[NTLUG:Discuss] printing bash commands as output
Robert Citek
robert.citek at gmail.com
Fri Dec 7 00:45:43 CST 2007
On Dec 7, 2007 12:17 AM, Patrick R. Michaud <pmichaud at pobox.com> wrote:
>
> On Fri, Dec 07, 2007 at 05:52:56AM +0000, Leroy Tennison wrote:
> > There are situations where it would be nice to document a process and
> > it's results, for example:
...
> > If I redirect the output of a bash script containing the above command
> > pipeline to a file it will contain the results but I won't know what
> > produced the results (the command pipline doesn't end up in the output
> > file).

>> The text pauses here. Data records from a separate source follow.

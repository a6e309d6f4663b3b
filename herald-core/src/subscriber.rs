//! # Subscriber
//!
//! A subscriber is the downstream end of the fan-out. It receives three kinds
//! of events from the registry:
//!
//! - a delivered notification ([`Subscriber::on_received`]),
//! - a user's response to an earlier notification
//!   ([`Subscriber::on_response_received`]),
//! - a "notifications were dropped" signal ([`Subscriber::on_dropped`]).
//!
//! Callbacks run synchronously on the publishing thread, so they should return
//! quickly. The registry never owns a subscriber: it only keeps a
//! [`Weak`](std::sync::Weak) reference, and the subscriber's owner decides
//! when it goes away.

use crate::{
    error::BoxError,
    message::Message,
    notification::{Notification, NotificationResponse},
};
use std::sync::{Arc, Weak};

/// A listener for events broadcast by the registry.
///
/// The type parameters default to the bundled notification model.
#[diagnostic::on_unimplemented(
    message = "`{Self}` is not a `Subscriber` for `{N}` / `{R}`",
    label = "missing `Subscriber` implementation",
    note = "Subscribers must implement `on_received` and `on_response_received`."
)]
pub trait Subscriber<N: Message = Notification, R: Message = NotificationResponse>:
    Send + Sync + 'static
{
    /// Called when a notification is delivered.
    fn on_received(&self, notification: &N) -> Result<(), BoxError>;

    /// Called when the user responded to a notification.
    fn on_response_received(&self, response: &R) -> Result<(), BoxError>;

    /// Called when the producer dropped pending notifications.
    fn on_dropped(&self) -> Result<(), BoxError> {
        Ok(())
    }

    /// Label used in logs and delivery errors.
    fn name(&self) -> &'static str {
        std::any::type_name::<Self>()
    }
}

/// Identity of a registered subscriber.
///
/// Two handles have the same id exactly when they point at the same `Arc`
/// allocation. A registry entry keeps a `Weak` to the allocation, which keeps
/// the address reserved, so an id cannot be reused by another subscriber
/// while the entry exists.
#[derive(Debug, Clone, Copy, PartialEq, Eq, Hash, PartialOrd, Ord)]
pub struct SubscriberId(usize);

impl SubscriberId {
    /// Identity of the subscriber behind `subscriber`.
    pub fn of<T: ?Sized>(subscriber: &Arc<T>) -> Self {
        Self(Arc::as_ptr(subscriber).cast::<()>() as usize)
    }

    /// Identity of the subscriber behind a weak reference.
    ///
    /// Meaningful only while the allocation is still reserved, i.e. while
    /// some `Arc` or `Weak` to it is alive.
    pub fn of_weak<T: ?Sized>(subscriber: &Weak<T>) -> Self {
        Self(Weak::as_ptr(subscriber).cast::<()>() as usize)
    }
}

impl std::fmt::Display for SubscriberId {
    fn fmt(&self, f: &mut std::fmt::Formatter<'_>) -> std::fmt::Result {
        write!(f, "{:#x}", self.0)
    }
}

Is there an easy way to get both?
>
> In bash, try "set -x". Then every command gets echoed as part of
> the output (preceded by a '+').
set -x does indeed work great. On trick I use is to put parentheses
around the command sets. For example:
( set -x ; ls /etc/ ; date ; echo "Hello World" ) >& output.txt
The parentheses ensure that my interactive shell stays sane.
Another tool you might want to explore is script. It captures
everything you type and that is displayed on the screen to a text
file. 'man script' for more details.
Good luck and let us know what worked for you.